Ik voel mij dus enorm gefrustreerd dat ik niet meer haalde uit mijn onderzoek maar blijkbaar was de tijd nog niet rijp. Intussen bestaat er wel wetenschappelijk onderzoek die mijn bevindingen onderbouwen. Maar waarom zijn deze niet geïntegreerd in ons onderwijs en kan je wel allerlei geheugenoefeningen vinden op het internet? Jammer genoeg zijn deze betalend en niet geïntegreerd in het dagdagelijkse leerproces.
Door de enthousiaste manier waarop ik over het boek vertel, kreeg ik al meerdere keren de vraag of ik het onderwijs niet ga missen als ik binnen enkele maanden de onderwijsinspectie verlaat. Mijn antwoord is genuanceerd en heel persoonlijk. We zien wel. Ik heb voldoende uitdagingen en ik stop niet met werken. Ik hoop vooral dat ik mijn ontgoocheling kan achterlaten en dat mijn kleinkinderen veel uitdaging en leerplezier mogen ervaren in hun schoolcarrière, in Vlaanderen en in Zwitserland. Mijn grootste ontgoocheling is collectief omdat het leerproces van veel leerlingen te weinig kansen en uitdagingen kreeg, gewoon omdat er veel boven hun hoofd beslist werd en zij te weinig actief betrokken worden bij het eigen leerproces en de effecten ervan.

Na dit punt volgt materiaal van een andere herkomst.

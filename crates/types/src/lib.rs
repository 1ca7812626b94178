//! Foundational chain types shared across the node.
//!
//! Everything here is plain data: no I/O, no async, no locking. The types are
//! deliberately small so that every layer (pools, storage, sync, consensus
//! plumbing) can pass them around by value or behind an [`std::sync::Arc`].

mod block;
mod hash;
mod shard;

pub use block::{BlockBody, BlockHeader, MiniBlock, Nonce, Round};
pub use hash::Hash;
pub use shard::ShardId;
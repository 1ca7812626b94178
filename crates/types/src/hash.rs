//! Content hashing for chain data.

use std::fmt;

/// A 32-byte content hash.
#[derive(Clone, Copy, PartialEq, Eq, Hash, PartialOrd, Ord, Default)]
pub struct Hash([u8; 32]);

impl Hash {
    /// Length of a hash in bytes.
    pub const LENGTH: usize = 32;

    /// The all-zero hash.
    pub const ZERO: Hash = Hash([0u8; 32]);

    /// Hash arbitrary bytes with blake3.
    pub fn compute(data: &[u8]) -> Self {
        Self(*blake3::hash(data).as_bytes())
    }

    /// Wrap a raw 32-byte digest.
    pub const fn from_bytes(bytes: [u8; 32]) -> Self {
        Self(bytes)
    }

    /// Wrap a digest given as a slice. Returns `None` if the length is wrong.
    pub fn from_slice(slice: &[u8]) -> Option<Self> {
        let bytes: [u8; 32] = slice.try_into().ok()?;
        Some(Self(bytes))
    }

    /// The raw digest bytes.
    pub fn as_bytes(&self) -> &[u8; 32] {
        &self.0
    }

    /// Truncated hex form used in log lines.
    pub fn short(&self) -> String {
        hex::encode(&self.0[..4])
    }
}

impl fmt::Display for Hash {
    fn fmt(&self, f: &mut fmt::Formatter<'_>) -> fmt::Result {
        f.write_str(&hex::encode(self.0))
    }
}

impl fmt::Debug for Hash {
    fn fmt(&self, f: &mut fmt::Formatter<'_>) -> fmt::Result {
        write!(f, "Hash({}…)", self.short())
    }
}

impl AsRef<[u8]> for Hash {
    fn as_ref(&self) -> &[u8] {
        &self.0
    }
}

#[cfg(test)]
mod tests {
    use super::*;

    #[test]
    fn test_compute_is_deterministic() {
        let a = Hash::compute(b"block data");
        let b = Hash::compute(b"block data");
        assert_eq!(a, b);
        assert_ne!(a, Hash::compute(b"other data"));
    }

    #[test]
    fn test_from_slice_rejects_wrong_length() {
        assert!(Hash::from_slice(&[0u8; 31]).is_none());
        assert!(Hash::from_slice(&[0u8; 32]).is_some());
    }

    #[test]
    fn test_display_is_full_hex() {
        let hash = Hash::from_bytes([0xab; 32]);
        assert_eq!(hash.to_string().len(), 64);
        assert!(hash.to_string().starts_with("abab"));
    }
}
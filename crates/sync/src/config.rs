//! Bootstrap engine configuration.

use crate::SyncError;
use std::time::Duration;

/// Configuration for the bootstrap engine.
#[derive(Debug, Clone)]
pub struct SyncConfig {
    /// Interval the sync loop sleeps between ticks.
    pub sleep_interval: Duration,

    /// How long a sync attempt waits for a requested header or body before
    /// failing with a timeout.
    pub wait_time: Duration,

    /// Maximum consecutive timed-out requests tolerated before a rollback and
    /// a probable-highest-nonce reset are forced.
    pub max_requests_with_timeout: u32,

    /// Upper bound on the look-ahead window of headers requested in advance.
    pub max_headers_requested_in_advance: u64,

    /// Number of trailing blocks that must be re-applied together during
    /// startup replay to guarantee a consistent state.
    pub block_finality: u64,
}

impl Default for SyncConfig {
    fn default() -> Self {
        Self {
            sleep_interval: Duration::from_millis(5),
            wait_time: Duration::from_secs(3),
            max_requests_with_timeout: 3,
            max_headers_requested_in_advance: 10,
            block_finality: 1,
        }
    }
}

impl SyncConfig {
    /// Create a configuration with default values.
    pub fn new() -> Self {
        Self::default()
    }

    /// Set the sync loop tick interval.
    pub fn with_sleep_interval(mut self, interval: Duration) -> Self {
        self.sleep_interval = interval;
        self
    }

    /// Set the per-request wait timeout.
    pub fn with_wait_time(mut self, wait_time: Duration) -> Self {
        self.wait_time = wait_time;
        self
    }

    /// Set the consecutive-timeout threshold.
    pub fn with_max_requests_with_timeout(mut self, max: u32) -> Self {
        self.max_requests_with_timeout = max;
        self
    }

    /// Set the look-ahead request window.
    pub fn with_max_headers_requested_in_advance(mut self, max: u64) -> Self {
        self.max_headers_requested_in_advance = max;
        self
    }

    /// Set the replay finality window.
    pub fn with_block_finality(mut self, finality: u64) -> Self {
        self.block_finality = finality;
        self
    }

    /// Validate the configuration, failing fast before the sync loop starts.
    pub fn validate(&self) -> Result<(), SyncError> {
        if self.wait_time.is_zero() {
            return Err(SyncError::InvalidConfig(
                "wait_time must be non-zero".to_string(),
            ));
        }
        if self.sleep_interval.is_zero() {
            return Err(SyncError::InvalidConfig(
                "sleep_interval must be non-zero".to_string(),
            ));
        }
        if self.max_headers_requested_in_advance == 0 {
            return Err(SyncError::InvalidConfig(
                "max_headers_requested_in_advance must be non-zero".to_string(),
            ));
        }
        Ok(())
    }
}

#[cfg(test)]
mod tests {
    use super::*;

    #[test]
    fn test_default_config_is_valid() {
        assert!(SyncConfig::default().validate().is_ok());
    }

    #[test]
    fn test_zero_wait_time_is_rejected() {
        let config = SyncConfig::default().with_wait_time(Duration::ZERO);
        assert!(matches!(
            config.validate(),
            Err(SyncError::InvalidConfig(_))
        ));
    }

    #[test]
    fn test_zero_sleep_interval_is_rejected() {
        let config = SyncConfig::default().with_sleep_interval(Duration::ZERO);
        assert!(config.validate().is_err());
    }

    #[test]
    fn test_zero_look_ahead_is_rejected() {
        let config = SyncConfig::default().with_max_headers_requested_in_advance(0);
        assert!(config.validate().is_err());
    }
}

Ik hoop dat de juiste instanties de juiste touwen in de juiste handen nemen of geven zodat onze kinderen krijgen wat ze verdienen. Zo lang welbevinden en betrokkenheid niet betekent dat kinderen met volle goesting experimenteren en leren en fier zijn op elke ontdekking die ze doen, heeft het weinig meerwaarde in het onderwijs.
Ik heb het artikel in De Morgen niet gelezen omdat de echte ideeën tot verandering van op de klasvloer moeten komen. Beleidsmakers mogen doelen en verwachtingen voorop stellen. De uitwerking is voor het veld, daar tiert de creativiteit welig. Ik hoop dat effectieve ideeën kansen krijgen en dat de wetenschappers dichter bij het totale onderwijsveld komen. In Frankrijk ging het boek van Céline Alvarez al 200 000 keer over de toonbank. Ook dat is hoopvol.